Glutathione depletion based Pt(IV) hybrid mesoporous organosilica delivery system to conquer cisplatin chemoresistance: A “one stone three birds” strategy

The occurrence of acquired resistance to cisplatin (DDP) that induces the toxic drug effects has always been a huge challenge and urgently needs to be resolved in the cancer treatment. The combination of anticancer drugs with different mechanisms can remarkably improve the chemotherapeutic efficiency. Given that glutathione (GSH) plays as the driving factors in the resistance of DDP, here we have firstly proposed a "three birds, one stone" based nanoplatform to achieve triple synergetic effects simultaneously addressing DDP resistance in non-small cell lung cancer (NSCLC). Specifically, we initially designed and synthesized a DDP prodrug [Pt(IV)] bridged silsesquioxane precursor (Pt-Si). Then Pt-Si and bis[3-(triethoxysilyl)propyl]diselenide (BTESePD) were integrated into the framework of mesoporous organosilica nanoparticles (MONs) to obtain a nanocarrier MONPt/Se.
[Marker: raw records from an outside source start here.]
impl Classifier {
    pub fn new_with_defaults() -> Self {
        Self { rules: ArcSwap::from_pointee(CompiledRuleSet::compile(default_rules())) }
    }

    /// Parse `path` and swap in the compiled rules atomically. On failure
    /// the previous rule set is retained and the built-in defaults are
    /// used only if no rule set has ever loaded successfully (I5).
    pub fn reload(&self, path: &std::path::Path) -> Result<(), String> {
        let content = std::fs::read_to_string(path).map_err(|e| e.to_string())?;
        let raw: ClassifierRuleSet = serde_json::from_str(&content).map_err(|e| e.to_string())?;
        self.rules.store(Arc::new(CompiledRuleSet::compile(raw)));
        Ok(())
    }

    pub fn rules_snapshot(&self) -> ClassifierRuleSet {
        self.rules.load().raw.clone()
    }

    /// Per-category raw scores, for `/admin/classifier/explain`.
    pub fn explain(&self, prompt: &str) -> HashMap<String, f64> {
        let rules = self.rules.load();
        let lower = prompt.to_ascii_lowercase();
        rules.categories.iter().map(|(name, rule)| (name.clone(), rule.score(&lower).0)).collect()
    }

    pub fn classify(&self, prompt: &str) -> ClassificationResult {
        let rules = self.rules.load();
        let lower = prompt.to_ascii_lowercase();

        let (task_type, mut task_reasoning) = detect_task_type(&rules, &lower);
        let (category, mut category_keywords, confidence_base) =
            pick_category(&rules, &lower, task_type);
        let complexity = classify_complexity(&rules.raw, &lower, &category);
        let sentiment = classify_sentiment(&rules.sentiment, &lower);

        let mut reasoning_steps = Vec::new();
        reasoning_steps.append(&mut task_reasoning);
        reasoning_steps.push(format!("category '{category}' selected (score {confidence_base:.2})"));
        reasoning_steps.push(format!("complexity bucket: {complexity:?}"));
        if let Some(s) = sentiment {
            reasoning_steps.push(format!("sentiment: {s:?}"));
        }

        let requirements = ClassificationRequirements {
            min_context_window: None,
            requires_code: category == "coding",
            requires_reasoning: category == "math" || category == "reasoning",
        };

        category_keywords.sort();
        category_keywords.dedup();

        ClassificationResult {
            task_type,
            category,
            complexity,
            priority: None,
            requirements,
            sentiment,
            confidence: confidence_base,
            detected_keywords: category_keywords,
            reasoning_steps,
        }
    }
}

/// Task-type detection and tie-break (spec.md §4.5 "Task-type detection").
fn detect_task_type(rules: &CompiledRuleSet, lower: &str) -> (ModelType, Vec<String>) {
    let (mut image_score, _) = rules.image.score(lower);
    let (video_score, _) = rules.video.score(lower);
    let (audio_score, _) = rules.audio.score(lower);
    let (mut text_score, _) = rules.text.score(lower);
    let mut steps = Vec::new();

    let has_visual_term = VISUAL_TERMS.iter().any(|t| lower.contains(t));
    if image_score > 0.2 && has_visual_term {
        text_score *= 0.3;
        steps.push("visual term detected, discounting text score".to_string());
    }

    let mut multimodal_score = None;
    if image_score > 0.4 && text_score > 0.4 {
        multimodal_score = Some(image_score + 0.5 * text_score);
        steps.push("both image and text signals strong, synthesizing multimodal".to_string());
    }
    if image_score > 0.4 && text_score < 0.3 {
        image_score *= 1.5;
        steps.push("boosting pure-image signal".to_string());
    }

    let mut best = (ModelType::Text, 0.3_f64);
    let mut candidates: Vec<(ModelType, f64)> =
        vec![(ModelType::Text, text_score), (ModelType::Image, image_score), (ModelType::Video, video_score), (ModelType::Audio, audio_score)];
    if let Some(m) = multimodal_score {
        candidates.push((ModelType::Multimodal, m));
    }
    for (t, s) in candidates {
        if s > best.1 {
            best = (t, s);
        }
    }
    if best.1 <= 0.0 {
        best = (ModelType::Text, 0.3);
        steps.push("no task-type signal, defaulting to text".to_string());
    }
    (best.0, steps)
}

/// Category tie-break (spec.md §4.5 "Category tie-break").
fn pick_category(rules: &CompiledRuleSet, lower: &str, task_type: ModelType) -> (String, Vec<String>, f64) {
    let mut scored: Vec<(String, f64, Vec<String>)> = rules
        .categories
        .iter()
        .map(|(name, rule)| {
            let (score, keywords) = rule.score(lower);
            (name.clone(), score, keywords)
        })
        .filter(|(name, score, _)| *score > rules.categories[name].threshold)
        .collect();

    if scored.is_empty() {
        if task_type != ModelType::Text {
            return ("creative".to_string(), Vec::new(), 0.3);
        }
        return ("general".to_string(), Vec::new(), 0.3);
    }

    scored.sort_by(|a, b| b.1.partial_cmp(&a.1).unwrap_or(std::cmp::Ordering::Equal));
    let top1 = scored[0].1;
    let top2 = scored.get(1).map(|s| s.1).unwrap_or(0.0);

    // Tie-break by priority list when scores are effectively equal.
    let winner = if (top1 - top2).abs() < 1e-9 {
        rules
            .category_priority
            .iter()
            .find(|p| scored.iter().any(|(name, score, _)| name == *p && (score - top1).abs() < 1e-9))
            .cloned()
            .unwrap_or_else(|| scored[0].0.clone())
    } else {
        scored[0].0.clone()
    };

    let keywords = scored.iter().find(|(name, _, _)| *name == winner).map(|(_, _, kw)| kw.clone()).unwrap_or_default();
    let confidence = (0.6 + 0.4 * (top1 - top2) / (top1 + 1e-9)).clamp(0.0, 1.0);
    (winner, keywords, confidence)
}

/// Complexity bucketing (spec.md §4.5 "Complexity").
fn classify_complexity(raw: &ClassifierRuleSet, lower: &str, category: &str) -> Complexity {
    let d = &raw.difficulty;
    let tokens = lower.chars().count() as f64 / 4.0;
    let length_score = (tokens / d.length_cap_tokens).clamp(0.0, 1.0);

    let newlines = lower.matches('\n').count() as f64;
    let struct_score = (newlines / d.newline_cap).clamp(0.0, 1.0);

    let req_hits = d.requirement_terms.iter().filter(|t| lower.contains(t.as_str())).count();
    let req_score = (req_hits as f64 / 5.0).clamp(0.0, 1.0);

    let hard_term_hits = d
        .domain_hard_terms
        .get(category)
        .map(|terms| terms.iter().filter(|t| lower.contains(t.as_str())).count())
        .unwrap_or(0);
    let domain_bonus = (d.domain_base + d.domain_increment * hard_term_hits as f64).min(d.domain_max);

    let raw_score = d.length_weight * length_score + d.struct_weight * struct_score + d.req_weight * req_score + d.domain_weight * domain_bonus;

    if hard_term_hits >= d.expert_hard_term_count {
        return Complexity::Expert;
    }
    if raw_score < d.simple_threshold {
        Complexity::Simple
    } else if raw_score > d.hard_threshold {
        Complexity::Hard
    } else {
        Complexity::Medium
    }
}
After loading with norcantharidin (NCTD) and modifying with the aptamer AS1411 based G-quadruplex (Apt), the Apt@NCTD@MONPt/Se exhibit impressive tumor homing capability. Once being endocytosed, (I) the diselenide and -O-Pt(IV)-O- rich scaffold can be reduced by the excessive GSH, followed by (II) breaking the redox homeostasis via GSH depletion and precise release of the DDP. Next, the encapsulated NCTD is also released along with the degradation of the nanocarriers thereby (III) achieving the GSH depletion and synergistic anti-tumor effect of NCTD and DDP. Taken together, we believe this "one stone, three birds" strategy may be a promising paradigm to conquer drug resistance for clinical care.